- _Work task_
Take every line from the records below that includes the word "Semaphore".

════════════════

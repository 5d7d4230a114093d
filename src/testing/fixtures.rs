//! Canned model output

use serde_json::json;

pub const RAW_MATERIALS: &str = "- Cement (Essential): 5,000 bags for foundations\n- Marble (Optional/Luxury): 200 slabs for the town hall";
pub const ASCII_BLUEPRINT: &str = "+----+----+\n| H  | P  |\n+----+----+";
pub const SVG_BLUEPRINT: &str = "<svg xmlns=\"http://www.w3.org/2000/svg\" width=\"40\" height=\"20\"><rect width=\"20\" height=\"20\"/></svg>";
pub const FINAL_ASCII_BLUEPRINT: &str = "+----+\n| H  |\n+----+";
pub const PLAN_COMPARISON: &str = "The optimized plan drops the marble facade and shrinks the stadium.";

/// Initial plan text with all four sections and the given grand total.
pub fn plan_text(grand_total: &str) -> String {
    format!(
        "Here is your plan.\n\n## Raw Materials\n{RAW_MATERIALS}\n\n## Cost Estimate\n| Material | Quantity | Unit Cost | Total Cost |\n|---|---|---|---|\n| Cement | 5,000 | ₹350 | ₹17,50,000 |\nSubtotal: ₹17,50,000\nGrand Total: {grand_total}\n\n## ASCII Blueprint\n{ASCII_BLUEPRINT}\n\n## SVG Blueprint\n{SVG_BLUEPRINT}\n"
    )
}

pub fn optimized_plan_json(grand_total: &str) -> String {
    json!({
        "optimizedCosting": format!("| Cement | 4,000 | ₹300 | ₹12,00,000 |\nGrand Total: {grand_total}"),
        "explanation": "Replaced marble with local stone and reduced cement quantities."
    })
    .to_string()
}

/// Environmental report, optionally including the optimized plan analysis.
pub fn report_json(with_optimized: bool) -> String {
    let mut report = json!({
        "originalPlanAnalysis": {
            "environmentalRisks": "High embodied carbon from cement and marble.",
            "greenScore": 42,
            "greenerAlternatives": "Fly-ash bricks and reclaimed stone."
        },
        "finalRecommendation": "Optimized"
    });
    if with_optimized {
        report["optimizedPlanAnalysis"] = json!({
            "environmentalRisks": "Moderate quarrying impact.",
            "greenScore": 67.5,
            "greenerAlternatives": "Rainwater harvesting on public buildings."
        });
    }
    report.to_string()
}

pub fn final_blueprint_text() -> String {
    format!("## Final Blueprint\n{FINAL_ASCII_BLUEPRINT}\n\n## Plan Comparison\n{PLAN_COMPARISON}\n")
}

════════════════

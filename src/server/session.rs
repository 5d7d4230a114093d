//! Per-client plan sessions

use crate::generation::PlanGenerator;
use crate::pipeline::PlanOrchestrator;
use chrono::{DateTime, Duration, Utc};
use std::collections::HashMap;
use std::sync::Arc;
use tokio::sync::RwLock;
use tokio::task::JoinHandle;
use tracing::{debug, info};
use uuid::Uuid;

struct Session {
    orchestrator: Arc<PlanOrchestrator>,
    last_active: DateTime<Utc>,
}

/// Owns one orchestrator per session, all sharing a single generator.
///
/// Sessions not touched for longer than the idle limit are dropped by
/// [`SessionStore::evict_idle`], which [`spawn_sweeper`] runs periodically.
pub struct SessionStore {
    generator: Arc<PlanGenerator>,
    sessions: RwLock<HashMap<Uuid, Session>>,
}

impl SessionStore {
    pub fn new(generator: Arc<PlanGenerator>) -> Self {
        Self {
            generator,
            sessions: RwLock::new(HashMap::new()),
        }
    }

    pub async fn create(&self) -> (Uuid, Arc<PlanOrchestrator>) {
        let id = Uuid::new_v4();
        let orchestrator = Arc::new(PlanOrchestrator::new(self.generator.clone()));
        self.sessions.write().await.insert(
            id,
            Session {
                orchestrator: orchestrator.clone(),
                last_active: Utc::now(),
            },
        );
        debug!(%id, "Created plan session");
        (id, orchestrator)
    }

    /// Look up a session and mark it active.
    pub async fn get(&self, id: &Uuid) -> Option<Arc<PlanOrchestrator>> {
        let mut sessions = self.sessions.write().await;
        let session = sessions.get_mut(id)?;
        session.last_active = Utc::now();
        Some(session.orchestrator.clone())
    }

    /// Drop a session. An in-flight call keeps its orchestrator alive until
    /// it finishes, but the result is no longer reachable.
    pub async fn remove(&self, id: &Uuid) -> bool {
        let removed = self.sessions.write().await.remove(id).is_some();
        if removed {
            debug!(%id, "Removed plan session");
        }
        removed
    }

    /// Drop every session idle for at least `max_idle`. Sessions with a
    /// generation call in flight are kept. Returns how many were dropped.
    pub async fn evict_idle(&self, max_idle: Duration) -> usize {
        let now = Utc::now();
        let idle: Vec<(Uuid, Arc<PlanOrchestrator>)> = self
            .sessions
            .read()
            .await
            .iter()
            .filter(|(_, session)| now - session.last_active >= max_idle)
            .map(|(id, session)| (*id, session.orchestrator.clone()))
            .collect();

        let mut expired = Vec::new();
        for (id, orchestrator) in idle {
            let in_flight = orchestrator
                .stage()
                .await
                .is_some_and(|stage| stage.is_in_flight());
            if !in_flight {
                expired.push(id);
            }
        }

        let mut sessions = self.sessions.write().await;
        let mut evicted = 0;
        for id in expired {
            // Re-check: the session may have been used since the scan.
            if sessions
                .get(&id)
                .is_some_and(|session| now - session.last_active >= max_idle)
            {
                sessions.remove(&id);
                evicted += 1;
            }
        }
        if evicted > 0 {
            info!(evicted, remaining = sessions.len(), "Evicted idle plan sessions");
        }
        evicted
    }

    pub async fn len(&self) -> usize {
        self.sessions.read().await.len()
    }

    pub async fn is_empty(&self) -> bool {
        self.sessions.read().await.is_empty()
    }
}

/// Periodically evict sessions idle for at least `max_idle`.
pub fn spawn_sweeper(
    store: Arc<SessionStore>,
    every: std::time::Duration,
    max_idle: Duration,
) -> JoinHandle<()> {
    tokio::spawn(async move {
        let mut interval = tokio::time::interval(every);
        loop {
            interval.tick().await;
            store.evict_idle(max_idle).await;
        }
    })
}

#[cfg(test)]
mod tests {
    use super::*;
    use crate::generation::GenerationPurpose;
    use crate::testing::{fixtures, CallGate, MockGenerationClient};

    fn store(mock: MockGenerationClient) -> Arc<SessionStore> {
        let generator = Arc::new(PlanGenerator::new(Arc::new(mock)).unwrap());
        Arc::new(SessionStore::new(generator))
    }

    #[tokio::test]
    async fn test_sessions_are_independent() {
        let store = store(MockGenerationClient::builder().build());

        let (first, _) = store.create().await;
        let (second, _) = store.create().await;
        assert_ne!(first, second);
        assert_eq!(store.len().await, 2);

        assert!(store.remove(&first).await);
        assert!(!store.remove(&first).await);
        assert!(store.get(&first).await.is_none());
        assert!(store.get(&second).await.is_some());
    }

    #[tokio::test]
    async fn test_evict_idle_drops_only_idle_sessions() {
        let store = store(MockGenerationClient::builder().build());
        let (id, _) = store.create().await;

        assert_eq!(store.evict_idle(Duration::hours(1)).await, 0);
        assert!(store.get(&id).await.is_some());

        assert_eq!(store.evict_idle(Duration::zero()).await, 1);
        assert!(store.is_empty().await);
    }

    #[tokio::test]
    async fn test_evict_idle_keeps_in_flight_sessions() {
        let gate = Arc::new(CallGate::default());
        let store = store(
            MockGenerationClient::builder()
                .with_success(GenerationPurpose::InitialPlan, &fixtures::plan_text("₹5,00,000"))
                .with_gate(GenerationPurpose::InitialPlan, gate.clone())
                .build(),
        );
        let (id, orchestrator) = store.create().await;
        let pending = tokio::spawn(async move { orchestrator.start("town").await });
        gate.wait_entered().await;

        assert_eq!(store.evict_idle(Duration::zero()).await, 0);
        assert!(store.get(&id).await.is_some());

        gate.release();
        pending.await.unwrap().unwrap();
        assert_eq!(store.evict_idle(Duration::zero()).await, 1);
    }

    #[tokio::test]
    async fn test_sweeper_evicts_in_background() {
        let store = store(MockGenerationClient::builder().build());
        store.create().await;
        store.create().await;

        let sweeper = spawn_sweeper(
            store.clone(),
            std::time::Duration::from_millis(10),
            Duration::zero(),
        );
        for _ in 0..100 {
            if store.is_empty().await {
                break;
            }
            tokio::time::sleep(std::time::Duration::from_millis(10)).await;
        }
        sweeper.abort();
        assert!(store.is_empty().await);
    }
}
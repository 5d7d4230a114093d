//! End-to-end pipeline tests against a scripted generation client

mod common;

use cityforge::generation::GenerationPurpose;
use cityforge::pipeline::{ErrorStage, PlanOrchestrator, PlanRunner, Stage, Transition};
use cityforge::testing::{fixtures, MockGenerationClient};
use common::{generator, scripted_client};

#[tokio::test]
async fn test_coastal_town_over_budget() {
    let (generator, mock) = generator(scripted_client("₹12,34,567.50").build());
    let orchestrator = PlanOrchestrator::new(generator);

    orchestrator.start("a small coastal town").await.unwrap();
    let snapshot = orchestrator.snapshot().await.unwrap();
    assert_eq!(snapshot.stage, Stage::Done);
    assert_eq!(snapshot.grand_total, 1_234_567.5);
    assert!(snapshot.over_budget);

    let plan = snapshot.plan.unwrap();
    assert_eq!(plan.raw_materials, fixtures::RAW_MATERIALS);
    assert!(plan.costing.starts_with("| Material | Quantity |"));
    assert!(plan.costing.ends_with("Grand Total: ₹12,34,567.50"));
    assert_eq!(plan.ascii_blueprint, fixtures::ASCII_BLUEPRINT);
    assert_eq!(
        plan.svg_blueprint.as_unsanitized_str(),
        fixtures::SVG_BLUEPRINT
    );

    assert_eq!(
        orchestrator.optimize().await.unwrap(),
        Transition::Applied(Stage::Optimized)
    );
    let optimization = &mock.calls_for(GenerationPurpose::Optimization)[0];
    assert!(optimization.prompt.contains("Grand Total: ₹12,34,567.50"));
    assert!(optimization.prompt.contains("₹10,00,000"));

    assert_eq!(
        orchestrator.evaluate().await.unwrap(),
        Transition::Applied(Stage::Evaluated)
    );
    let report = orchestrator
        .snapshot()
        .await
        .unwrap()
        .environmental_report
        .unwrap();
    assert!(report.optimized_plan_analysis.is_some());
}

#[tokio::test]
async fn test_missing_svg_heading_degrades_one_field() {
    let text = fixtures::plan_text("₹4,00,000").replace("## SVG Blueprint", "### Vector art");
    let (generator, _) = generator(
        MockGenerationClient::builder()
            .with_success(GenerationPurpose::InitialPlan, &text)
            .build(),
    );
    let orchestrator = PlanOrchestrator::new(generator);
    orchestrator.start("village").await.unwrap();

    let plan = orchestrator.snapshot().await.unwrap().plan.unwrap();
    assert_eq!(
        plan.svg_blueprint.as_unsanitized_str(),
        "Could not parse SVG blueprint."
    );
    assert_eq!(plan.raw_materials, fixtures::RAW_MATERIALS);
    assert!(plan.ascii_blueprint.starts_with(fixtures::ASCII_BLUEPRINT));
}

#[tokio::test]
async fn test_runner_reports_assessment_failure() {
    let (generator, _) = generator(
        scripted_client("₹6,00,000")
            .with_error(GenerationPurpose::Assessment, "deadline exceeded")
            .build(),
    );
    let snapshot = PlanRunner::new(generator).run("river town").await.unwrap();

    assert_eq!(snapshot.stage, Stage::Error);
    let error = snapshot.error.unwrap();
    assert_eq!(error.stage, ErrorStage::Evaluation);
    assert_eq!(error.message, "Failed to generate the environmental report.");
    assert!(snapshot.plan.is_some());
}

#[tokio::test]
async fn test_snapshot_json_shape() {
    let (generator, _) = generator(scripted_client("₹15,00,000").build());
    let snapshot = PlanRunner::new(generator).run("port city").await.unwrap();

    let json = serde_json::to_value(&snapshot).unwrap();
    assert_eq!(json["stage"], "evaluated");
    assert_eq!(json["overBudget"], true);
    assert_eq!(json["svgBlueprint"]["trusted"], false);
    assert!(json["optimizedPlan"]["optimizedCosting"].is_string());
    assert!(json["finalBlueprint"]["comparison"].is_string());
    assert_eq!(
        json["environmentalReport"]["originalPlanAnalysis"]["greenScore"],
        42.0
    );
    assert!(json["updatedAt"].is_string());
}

════════════════

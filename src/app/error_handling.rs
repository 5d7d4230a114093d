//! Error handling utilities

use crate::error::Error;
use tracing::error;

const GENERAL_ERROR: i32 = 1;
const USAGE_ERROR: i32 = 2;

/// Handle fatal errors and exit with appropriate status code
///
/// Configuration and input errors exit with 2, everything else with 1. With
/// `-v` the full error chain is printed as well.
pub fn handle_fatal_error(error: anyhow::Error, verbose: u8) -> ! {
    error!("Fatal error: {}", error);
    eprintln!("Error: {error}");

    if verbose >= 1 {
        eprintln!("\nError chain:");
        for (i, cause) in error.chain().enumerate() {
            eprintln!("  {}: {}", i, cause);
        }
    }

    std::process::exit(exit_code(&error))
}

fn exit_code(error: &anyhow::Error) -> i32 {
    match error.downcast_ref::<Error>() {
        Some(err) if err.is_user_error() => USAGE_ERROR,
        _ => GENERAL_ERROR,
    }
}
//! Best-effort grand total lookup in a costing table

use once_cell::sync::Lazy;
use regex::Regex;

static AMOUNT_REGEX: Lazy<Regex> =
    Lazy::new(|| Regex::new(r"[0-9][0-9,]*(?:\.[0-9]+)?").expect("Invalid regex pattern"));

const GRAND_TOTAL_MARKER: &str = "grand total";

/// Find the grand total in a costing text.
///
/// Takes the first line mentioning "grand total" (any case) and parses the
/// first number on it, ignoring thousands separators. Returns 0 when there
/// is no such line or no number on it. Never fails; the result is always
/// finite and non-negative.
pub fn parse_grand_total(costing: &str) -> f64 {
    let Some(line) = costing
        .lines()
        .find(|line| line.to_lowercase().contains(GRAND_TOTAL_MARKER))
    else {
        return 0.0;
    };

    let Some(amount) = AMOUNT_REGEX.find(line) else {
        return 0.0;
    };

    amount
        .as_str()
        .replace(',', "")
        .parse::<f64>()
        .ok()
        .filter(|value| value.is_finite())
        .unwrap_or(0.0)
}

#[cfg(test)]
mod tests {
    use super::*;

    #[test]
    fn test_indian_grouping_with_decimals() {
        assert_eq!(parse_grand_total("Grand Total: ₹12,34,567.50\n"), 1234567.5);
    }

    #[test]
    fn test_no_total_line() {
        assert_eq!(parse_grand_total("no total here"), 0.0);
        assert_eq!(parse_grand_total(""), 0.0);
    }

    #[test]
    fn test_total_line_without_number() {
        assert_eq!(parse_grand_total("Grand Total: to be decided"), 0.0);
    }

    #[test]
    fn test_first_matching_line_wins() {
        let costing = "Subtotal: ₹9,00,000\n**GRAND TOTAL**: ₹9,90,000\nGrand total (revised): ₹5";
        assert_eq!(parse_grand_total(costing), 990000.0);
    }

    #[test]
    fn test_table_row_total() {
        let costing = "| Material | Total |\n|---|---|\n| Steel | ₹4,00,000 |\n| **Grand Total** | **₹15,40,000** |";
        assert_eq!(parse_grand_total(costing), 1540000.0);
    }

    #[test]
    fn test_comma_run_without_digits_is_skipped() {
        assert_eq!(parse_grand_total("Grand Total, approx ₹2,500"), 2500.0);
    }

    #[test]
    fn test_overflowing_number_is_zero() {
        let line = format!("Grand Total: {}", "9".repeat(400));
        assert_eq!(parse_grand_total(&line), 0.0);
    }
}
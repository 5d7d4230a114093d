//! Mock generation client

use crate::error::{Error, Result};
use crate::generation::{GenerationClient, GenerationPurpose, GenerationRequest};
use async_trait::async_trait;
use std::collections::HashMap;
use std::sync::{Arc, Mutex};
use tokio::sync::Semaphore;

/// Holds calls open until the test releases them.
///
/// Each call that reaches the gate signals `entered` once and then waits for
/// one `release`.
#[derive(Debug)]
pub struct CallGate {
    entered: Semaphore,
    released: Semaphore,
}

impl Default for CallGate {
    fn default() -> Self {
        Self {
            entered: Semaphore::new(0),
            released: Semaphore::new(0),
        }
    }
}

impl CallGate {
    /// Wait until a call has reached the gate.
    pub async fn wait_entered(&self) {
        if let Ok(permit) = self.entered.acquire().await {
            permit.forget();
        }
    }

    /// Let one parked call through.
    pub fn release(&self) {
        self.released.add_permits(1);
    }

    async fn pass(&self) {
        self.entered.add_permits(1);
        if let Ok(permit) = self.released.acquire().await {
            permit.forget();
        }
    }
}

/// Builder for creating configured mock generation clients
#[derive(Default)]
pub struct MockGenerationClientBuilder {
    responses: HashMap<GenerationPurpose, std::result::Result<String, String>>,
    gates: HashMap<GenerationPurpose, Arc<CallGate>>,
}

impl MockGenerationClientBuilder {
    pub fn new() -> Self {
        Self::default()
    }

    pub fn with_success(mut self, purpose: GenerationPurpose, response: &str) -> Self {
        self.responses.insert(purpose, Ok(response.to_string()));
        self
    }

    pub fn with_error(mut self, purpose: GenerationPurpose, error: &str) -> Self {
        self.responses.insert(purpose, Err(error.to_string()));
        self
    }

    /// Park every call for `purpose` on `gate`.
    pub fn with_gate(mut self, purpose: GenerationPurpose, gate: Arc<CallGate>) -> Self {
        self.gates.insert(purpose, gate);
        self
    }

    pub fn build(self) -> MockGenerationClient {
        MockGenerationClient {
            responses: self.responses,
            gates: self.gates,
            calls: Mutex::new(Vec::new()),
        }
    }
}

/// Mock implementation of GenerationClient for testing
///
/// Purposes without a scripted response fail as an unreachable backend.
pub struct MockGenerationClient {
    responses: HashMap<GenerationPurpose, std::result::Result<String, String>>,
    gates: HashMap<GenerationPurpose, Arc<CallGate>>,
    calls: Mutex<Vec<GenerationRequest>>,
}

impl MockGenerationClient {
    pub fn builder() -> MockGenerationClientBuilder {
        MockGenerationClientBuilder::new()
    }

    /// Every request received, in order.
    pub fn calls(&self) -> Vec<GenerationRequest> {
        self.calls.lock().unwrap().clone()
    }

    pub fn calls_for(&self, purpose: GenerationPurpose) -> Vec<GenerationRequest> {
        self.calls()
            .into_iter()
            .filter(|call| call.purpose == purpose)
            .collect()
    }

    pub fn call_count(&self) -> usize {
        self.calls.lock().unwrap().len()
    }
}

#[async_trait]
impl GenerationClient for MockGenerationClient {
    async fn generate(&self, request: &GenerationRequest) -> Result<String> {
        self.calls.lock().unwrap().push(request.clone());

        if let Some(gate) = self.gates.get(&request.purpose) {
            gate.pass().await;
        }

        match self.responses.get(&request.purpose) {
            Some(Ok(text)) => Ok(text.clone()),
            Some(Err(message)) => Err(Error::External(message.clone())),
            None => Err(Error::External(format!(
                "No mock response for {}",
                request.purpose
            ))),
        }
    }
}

════════════════

- _The completed task_
use tokio::sync::Semaphore;
    entered: Semaphore,
    released: Semaphore,
            entered: Semaphore::new(0),
            released: Semaphore::new(0),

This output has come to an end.